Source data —

........

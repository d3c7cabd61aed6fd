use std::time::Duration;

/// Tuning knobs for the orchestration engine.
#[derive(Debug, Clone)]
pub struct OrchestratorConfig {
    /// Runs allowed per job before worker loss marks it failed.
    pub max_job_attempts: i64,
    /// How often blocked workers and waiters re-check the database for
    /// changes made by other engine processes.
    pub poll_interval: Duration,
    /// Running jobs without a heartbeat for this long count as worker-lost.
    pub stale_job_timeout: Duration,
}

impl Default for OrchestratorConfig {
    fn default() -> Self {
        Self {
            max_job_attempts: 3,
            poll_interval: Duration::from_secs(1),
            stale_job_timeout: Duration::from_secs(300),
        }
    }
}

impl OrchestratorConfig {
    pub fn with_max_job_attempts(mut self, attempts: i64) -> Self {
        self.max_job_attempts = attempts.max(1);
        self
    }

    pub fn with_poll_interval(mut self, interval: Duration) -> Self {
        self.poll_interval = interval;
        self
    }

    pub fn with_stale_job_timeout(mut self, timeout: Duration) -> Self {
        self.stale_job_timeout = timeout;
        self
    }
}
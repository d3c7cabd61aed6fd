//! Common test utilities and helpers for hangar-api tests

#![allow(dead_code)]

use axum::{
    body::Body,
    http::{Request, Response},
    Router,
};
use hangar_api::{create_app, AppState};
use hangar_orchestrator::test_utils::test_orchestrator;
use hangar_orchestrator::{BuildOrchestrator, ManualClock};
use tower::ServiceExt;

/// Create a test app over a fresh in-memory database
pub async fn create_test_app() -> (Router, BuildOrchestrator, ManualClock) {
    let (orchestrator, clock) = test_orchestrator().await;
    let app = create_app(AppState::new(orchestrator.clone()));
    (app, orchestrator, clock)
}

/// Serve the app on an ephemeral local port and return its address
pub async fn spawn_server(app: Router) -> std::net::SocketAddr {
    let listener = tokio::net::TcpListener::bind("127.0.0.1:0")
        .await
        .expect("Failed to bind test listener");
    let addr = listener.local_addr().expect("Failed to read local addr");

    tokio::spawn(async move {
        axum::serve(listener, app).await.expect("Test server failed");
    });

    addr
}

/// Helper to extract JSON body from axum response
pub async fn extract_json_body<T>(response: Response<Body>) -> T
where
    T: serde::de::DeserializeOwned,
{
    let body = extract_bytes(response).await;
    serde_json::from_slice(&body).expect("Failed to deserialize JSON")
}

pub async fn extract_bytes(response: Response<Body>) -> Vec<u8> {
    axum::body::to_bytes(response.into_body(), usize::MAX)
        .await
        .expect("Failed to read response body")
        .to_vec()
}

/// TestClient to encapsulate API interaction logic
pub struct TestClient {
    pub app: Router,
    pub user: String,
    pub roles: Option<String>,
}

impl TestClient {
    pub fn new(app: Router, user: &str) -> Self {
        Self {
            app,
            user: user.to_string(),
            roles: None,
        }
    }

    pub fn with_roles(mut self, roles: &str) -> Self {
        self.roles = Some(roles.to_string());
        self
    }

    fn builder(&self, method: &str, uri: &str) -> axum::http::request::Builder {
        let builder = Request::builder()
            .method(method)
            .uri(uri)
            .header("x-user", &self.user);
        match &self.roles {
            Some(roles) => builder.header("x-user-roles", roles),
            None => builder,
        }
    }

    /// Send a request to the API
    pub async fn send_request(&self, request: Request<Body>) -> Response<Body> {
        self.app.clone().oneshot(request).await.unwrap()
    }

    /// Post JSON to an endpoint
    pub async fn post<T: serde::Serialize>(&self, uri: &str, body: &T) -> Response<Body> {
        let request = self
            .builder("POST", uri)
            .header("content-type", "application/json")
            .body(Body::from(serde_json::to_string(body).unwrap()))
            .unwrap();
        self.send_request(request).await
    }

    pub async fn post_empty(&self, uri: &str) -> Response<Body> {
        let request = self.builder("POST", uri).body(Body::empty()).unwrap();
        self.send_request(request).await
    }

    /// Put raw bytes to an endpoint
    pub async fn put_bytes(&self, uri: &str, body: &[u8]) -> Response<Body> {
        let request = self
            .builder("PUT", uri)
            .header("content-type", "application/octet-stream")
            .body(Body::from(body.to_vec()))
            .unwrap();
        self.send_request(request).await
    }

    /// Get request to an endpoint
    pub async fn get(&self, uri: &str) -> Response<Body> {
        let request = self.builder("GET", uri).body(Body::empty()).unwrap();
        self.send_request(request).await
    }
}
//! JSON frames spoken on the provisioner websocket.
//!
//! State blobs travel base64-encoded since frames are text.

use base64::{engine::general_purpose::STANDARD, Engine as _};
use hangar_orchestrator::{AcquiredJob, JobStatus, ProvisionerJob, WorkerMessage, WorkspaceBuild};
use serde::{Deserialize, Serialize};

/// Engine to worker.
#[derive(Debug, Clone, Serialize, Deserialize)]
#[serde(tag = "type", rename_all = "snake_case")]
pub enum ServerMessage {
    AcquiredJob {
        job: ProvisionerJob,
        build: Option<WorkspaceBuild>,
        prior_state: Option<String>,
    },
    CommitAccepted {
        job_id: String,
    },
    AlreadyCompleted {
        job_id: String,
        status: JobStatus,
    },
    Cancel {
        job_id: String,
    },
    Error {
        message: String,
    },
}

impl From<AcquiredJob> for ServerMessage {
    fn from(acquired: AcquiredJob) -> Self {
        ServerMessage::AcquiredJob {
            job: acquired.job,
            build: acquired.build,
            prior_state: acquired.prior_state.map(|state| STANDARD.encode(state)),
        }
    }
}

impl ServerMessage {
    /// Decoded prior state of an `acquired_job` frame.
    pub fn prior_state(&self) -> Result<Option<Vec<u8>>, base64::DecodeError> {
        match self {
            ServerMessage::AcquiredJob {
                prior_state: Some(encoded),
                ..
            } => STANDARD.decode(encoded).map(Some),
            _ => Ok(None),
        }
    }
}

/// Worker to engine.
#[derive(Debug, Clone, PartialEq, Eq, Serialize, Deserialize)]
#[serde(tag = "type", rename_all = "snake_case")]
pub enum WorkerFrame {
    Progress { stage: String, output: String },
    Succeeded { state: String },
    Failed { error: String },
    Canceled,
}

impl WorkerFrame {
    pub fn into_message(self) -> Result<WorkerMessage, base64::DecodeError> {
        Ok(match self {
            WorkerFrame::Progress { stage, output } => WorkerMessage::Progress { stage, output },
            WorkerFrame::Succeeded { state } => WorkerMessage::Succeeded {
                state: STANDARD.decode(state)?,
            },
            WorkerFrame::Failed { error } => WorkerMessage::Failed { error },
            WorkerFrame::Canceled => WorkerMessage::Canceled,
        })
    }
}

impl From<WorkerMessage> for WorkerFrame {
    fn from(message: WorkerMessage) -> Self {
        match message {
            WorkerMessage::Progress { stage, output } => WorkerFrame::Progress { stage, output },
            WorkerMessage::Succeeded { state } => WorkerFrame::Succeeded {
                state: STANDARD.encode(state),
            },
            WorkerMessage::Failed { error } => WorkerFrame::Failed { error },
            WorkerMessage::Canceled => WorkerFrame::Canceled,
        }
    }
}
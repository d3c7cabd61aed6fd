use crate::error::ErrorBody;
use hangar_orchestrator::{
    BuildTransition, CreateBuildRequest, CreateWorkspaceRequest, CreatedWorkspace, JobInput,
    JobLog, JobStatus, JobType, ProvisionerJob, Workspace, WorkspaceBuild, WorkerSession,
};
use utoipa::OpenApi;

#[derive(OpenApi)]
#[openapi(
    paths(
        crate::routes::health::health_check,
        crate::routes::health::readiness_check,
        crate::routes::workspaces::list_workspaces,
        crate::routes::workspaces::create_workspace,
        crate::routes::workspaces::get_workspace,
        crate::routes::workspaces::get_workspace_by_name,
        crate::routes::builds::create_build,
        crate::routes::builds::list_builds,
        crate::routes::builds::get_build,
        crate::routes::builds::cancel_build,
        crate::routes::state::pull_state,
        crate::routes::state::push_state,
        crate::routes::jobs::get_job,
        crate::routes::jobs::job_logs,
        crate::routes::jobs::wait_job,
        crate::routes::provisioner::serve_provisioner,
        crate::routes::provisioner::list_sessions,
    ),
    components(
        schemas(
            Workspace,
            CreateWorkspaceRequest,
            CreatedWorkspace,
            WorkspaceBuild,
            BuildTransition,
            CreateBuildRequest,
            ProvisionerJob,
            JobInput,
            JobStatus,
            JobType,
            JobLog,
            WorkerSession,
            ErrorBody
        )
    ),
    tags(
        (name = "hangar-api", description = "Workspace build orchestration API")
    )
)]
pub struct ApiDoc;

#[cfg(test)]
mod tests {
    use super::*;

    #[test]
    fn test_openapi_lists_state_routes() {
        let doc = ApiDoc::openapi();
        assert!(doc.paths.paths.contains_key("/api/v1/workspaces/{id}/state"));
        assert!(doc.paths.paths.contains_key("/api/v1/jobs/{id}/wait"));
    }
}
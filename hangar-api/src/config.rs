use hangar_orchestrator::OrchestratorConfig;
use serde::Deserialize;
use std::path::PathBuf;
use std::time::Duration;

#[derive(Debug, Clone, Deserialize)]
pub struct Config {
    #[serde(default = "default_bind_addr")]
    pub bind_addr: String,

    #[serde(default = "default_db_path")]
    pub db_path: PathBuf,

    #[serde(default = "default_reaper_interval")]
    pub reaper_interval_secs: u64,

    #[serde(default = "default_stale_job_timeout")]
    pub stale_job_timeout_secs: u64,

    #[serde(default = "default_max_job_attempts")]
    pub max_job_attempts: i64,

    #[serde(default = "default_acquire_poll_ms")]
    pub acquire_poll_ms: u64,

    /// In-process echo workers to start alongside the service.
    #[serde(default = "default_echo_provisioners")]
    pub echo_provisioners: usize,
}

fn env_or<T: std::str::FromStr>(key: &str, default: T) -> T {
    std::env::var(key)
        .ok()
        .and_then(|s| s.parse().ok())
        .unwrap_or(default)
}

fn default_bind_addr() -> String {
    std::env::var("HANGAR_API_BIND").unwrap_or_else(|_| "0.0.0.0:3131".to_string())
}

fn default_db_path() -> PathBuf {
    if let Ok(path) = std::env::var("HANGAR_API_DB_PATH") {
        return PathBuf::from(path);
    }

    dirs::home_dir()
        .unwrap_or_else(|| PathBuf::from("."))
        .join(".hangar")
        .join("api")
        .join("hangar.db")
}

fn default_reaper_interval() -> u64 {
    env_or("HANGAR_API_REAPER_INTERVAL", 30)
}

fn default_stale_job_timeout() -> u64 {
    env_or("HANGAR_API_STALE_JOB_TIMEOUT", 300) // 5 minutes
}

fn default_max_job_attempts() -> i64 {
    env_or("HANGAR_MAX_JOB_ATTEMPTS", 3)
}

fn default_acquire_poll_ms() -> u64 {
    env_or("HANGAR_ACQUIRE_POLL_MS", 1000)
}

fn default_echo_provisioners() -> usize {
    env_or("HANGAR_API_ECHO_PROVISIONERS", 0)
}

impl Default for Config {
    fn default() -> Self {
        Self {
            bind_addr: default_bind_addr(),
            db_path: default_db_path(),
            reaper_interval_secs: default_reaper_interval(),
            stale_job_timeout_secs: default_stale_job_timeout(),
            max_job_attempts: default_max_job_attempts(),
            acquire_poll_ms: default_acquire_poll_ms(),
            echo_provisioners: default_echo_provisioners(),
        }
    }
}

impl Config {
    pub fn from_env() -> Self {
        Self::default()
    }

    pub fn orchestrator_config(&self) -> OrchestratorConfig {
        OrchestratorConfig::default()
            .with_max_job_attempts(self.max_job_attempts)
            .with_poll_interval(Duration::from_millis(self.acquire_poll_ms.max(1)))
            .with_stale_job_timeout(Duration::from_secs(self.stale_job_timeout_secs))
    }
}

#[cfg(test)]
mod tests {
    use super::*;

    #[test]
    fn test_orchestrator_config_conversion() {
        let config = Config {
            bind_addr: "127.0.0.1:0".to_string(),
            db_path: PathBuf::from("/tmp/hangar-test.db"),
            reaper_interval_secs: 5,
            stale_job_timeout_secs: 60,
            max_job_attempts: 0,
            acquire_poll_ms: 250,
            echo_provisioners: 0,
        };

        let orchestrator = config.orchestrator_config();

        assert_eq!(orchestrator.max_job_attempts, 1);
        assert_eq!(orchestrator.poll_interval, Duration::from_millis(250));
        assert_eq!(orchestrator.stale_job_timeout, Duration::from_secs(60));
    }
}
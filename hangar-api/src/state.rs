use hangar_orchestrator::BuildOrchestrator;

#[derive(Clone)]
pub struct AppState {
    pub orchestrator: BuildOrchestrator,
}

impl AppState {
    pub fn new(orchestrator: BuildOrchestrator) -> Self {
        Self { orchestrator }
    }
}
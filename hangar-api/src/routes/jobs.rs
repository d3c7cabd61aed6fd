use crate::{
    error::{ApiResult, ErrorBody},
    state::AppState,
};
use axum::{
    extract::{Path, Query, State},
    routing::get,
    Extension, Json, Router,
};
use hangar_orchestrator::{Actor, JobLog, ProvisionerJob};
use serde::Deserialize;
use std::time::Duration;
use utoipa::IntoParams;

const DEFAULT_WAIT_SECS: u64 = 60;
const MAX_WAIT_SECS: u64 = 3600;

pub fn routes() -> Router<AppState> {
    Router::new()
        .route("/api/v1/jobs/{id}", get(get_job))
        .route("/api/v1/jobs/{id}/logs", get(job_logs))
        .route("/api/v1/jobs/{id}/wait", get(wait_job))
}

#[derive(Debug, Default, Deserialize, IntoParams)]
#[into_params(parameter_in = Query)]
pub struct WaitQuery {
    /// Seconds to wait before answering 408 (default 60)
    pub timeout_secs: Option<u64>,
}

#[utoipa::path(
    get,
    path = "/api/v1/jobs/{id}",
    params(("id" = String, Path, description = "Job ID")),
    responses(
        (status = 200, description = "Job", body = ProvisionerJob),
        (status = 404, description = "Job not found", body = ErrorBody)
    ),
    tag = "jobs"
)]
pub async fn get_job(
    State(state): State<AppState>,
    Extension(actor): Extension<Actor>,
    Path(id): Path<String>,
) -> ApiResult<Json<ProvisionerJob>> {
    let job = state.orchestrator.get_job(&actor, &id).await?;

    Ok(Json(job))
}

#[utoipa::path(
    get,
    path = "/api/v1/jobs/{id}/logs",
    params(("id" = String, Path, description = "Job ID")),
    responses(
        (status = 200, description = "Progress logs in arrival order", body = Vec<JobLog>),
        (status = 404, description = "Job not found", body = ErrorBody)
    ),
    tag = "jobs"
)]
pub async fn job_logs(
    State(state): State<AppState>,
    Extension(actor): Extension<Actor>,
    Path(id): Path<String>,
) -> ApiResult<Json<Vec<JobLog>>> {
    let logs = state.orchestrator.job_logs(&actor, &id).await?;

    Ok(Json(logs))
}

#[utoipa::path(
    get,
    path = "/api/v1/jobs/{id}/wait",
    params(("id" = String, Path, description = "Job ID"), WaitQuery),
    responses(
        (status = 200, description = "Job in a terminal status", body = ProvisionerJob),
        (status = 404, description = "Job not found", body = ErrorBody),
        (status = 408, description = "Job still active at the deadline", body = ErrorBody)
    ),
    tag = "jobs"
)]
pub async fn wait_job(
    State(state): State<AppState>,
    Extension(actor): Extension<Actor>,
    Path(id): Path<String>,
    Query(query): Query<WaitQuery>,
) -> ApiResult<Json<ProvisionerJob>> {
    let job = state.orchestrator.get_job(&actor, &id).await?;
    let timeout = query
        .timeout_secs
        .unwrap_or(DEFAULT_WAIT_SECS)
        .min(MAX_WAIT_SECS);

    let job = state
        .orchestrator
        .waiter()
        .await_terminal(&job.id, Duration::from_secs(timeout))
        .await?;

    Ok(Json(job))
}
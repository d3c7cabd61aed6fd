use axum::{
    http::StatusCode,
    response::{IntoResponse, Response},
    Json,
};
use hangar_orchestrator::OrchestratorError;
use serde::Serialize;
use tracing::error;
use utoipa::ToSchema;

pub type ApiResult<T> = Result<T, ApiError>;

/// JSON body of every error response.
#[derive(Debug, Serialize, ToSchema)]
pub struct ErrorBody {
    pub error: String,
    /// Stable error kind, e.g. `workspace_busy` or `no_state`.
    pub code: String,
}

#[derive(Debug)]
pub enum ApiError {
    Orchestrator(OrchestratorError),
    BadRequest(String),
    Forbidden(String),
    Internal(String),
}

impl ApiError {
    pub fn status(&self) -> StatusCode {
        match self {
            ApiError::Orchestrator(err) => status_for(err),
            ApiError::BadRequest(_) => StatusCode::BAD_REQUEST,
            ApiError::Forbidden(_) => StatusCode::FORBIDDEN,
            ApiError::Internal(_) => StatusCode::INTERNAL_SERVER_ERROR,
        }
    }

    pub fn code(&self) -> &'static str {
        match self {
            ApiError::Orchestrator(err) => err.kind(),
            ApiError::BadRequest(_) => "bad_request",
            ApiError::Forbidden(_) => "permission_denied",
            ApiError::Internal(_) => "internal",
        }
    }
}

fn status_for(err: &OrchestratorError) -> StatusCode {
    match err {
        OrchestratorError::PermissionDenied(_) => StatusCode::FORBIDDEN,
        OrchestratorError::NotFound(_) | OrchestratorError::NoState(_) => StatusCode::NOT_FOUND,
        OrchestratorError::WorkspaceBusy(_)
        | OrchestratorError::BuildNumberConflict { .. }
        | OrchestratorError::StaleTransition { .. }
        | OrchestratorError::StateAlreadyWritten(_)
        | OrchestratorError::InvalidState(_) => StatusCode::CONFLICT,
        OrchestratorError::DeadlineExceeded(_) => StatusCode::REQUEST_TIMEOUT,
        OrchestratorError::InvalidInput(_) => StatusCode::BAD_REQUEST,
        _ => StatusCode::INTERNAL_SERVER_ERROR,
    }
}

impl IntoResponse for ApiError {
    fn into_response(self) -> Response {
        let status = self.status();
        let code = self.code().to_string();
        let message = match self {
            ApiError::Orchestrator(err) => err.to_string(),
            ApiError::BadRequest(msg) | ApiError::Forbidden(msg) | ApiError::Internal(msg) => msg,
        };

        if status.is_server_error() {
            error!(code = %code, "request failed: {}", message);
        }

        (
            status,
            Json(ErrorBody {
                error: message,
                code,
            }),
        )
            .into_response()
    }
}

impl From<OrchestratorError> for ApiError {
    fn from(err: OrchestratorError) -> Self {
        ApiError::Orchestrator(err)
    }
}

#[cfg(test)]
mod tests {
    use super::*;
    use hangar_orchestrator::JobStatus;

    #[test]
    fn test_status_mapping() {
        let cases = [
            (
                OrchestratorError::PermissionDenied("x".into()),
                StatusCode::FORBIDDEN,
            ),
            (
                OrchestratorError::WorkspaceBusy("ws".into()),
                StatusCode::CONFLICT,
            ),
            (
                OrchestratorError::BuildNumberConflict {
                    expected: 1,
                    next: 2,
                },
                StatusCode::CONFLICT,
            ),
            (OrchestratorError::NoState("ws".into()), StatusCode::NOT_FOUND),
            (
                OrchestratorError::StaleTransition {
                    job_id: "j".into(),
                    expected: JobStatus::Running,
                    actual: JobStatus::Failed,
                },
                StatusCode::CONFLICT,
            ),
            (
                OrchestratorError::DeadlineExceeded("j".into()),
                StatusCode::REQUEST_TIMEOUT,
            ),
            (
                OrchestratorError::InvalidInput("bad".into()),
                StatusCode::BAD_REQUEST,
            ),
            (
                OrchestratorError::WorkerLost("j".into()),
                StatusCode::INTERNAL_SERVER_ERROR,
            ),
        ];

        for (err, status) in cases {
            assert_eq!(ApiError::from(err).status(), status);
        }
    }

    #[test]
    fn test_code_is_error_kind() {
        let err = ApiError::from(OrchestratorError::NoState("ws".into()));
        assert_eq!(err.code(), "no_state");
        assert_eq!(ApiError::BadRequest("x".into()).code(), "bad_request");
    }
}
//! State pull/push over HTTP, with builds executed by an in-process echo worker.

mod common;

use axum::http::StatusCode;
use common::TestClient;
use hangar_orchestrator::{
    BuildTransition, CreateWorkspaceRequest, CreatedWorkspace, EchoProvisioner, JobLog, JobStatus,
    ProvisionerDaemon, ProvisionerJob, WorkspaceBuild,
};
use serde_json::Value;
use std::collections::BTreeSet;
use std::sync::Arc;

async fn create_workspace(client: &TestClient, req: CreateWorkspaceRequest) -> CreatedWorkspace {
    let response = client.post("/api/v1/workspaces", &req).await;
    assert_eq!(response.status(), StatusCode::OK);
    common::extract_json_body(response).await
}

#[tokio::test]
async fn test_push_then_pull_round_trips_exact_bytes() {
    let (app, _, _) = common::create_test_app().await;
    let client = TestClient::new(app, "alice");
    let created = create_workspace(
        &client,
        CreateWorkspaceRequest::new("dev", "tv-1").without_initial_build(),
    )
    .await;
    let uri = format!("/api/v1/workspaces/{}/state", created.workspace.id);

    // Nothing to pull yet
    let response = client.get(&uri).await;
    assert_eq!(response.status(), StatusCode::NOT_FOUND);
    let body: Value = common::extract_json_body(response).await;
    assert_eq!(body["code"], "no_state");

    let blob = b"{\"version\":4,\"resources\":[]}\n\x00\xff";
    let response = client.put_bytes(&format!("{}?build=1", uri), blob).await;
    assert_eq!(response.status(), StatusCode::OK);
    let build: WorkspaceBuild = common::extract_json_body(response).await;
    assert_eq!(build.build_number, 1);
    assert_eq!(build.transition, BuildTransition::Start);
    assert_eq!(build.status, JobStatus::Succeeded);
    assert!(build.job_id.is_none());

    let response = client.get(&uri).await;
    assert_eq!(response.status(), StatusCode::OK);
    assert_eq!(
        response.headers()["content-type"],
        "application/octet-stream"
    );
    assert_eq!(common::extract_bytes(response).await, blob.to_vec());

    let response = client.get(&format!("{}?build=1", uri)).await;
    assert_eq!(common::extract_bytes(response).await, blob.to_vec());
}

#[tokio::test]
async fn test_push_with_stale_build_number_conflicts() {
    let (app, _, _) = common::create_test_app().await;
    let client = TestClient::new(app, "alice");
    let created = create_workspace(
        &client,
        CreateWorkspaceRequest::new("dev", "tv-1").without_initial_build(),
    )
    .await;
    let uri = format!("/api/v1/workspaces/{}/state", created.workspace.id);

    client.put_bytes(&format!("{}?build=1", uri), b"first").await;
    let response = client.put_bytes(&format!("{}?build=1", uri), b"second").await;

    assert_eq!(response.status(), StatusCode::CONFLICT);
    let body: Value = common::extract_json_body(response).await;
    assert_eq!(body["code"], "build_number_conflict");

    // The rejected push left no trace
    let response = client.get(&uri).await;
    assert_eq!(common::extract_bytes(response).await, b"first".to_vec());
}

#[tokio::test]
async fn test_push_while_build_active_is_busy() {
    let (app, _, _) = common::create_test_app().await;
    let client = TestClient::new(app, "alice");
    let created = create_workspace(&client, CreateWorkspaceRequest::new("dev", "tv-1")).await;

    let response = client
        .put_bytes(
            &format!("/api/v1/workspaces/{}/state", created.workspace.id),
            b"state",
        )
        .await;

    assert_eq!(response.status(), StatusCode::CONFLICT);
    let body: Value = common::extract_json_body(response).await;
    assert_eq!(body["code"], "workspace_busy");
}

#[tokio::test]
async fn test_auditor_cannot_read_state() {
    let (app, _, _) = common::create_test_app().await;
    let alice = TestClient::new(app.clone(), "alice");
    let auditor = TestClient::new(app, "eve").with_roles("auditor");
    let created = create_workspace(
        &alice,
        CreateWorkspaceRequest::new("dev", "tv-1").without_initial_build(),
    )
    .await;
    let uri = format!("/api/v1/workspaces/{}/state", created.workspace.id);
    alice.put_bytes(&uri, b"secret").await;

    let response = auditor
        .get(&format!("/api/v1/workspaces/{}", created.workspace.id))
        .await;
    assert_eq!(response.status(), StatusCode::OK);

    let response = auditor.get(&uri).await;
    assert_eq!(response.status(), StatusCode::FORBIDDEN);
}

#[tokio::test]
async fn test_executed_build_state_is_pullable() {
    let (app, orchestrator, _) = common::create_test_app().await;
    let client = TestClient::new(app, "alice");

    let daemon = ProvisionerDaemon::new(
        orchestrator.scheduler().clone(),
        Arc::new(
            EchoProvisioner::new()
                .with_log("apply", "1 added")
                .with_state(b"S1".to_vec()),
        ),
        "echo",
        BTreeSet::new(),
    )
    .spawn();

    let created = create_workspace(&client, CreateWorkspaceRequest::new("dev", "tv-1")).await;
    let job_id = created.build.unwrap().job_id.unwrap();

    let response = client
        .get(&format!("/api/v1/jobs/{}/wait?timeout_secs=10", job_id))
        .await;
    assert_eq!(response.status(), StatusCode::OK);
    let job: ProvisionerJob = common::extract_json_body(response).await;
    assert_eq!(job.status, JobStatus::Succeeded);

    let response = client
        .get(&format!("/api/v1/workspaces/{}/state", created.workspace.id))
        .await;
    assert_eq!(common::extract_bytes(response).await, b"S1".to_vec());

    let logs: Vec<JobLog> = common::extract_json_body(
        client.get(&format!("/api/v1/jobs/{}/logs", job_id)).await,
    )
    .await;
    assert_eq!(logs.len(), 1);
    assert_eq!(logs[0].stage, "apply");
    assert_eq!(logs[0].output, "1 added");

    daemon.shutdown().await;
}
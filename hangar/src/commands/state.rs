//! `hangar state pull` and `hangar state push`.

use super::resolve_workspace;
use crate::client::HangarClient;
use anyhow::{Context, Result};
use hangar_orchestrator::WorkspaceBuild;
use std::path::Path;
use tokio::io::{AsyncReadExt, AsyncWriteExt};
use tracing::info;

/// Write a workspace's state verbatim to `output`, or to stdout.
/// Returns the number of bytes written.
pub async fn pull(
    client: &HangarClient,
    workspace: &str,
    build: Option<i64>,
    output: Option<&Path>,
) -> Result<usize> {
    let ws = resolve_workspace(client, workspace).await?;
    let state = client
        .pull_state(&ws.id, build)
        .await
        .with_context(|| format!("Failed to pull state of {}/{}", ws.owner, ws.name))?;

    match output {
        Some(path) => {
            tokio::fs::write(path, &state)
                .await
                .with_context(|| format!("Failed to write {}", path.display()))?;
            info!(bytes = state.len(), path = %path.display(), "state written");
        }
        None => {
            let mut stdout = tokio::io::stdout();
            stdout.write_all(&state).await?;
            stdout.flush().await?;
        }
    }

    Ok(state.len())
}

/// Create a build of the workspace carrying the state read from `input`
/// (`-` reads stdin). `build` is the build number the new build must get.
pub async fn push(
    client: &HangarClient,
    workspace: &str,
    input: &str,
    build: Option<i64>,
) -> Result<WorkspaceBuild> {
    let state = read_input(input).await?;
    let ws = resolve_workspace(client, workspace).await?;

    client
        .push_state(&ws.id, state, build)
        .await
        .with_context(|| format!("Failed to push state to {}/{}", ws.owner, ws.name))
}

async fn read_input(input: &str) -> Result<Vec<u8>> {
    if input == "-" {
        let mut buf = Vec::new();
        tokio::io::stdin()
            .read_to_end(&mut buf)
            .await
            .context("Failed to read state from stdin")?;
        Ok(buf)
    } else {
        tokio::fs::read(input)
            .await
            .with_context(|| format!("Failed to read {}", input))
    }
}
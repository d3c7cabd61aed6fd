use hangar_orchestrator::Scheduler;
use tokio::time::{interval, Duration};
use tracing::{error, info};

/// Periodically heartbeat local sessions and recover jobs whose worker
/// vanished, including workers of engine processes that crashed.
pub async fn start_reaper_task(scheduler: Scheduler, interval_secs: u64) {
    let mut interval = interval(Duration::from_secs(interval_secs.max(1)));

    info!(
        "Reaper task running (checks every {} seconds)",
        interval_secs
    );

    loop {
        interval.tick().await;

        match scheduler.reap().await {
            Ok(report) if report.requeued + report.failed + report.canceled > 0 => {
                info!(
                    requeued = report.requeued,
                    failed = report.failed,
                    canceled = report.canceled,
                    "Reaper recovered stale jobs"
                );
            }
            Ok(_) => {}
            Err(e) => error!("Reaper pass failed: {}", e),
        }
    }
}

........

TASK INSTRUCTIONS — Search the entries for the word "report" and copy every line that has it.

SOLUTION TO THIS PROBLEM —
            Ok(report) if report.requeued + report.failed + report.canceled > 0 => {
                    requeued = report.requeued,
                    failed = report.failed,
                    canceled = report.canceled,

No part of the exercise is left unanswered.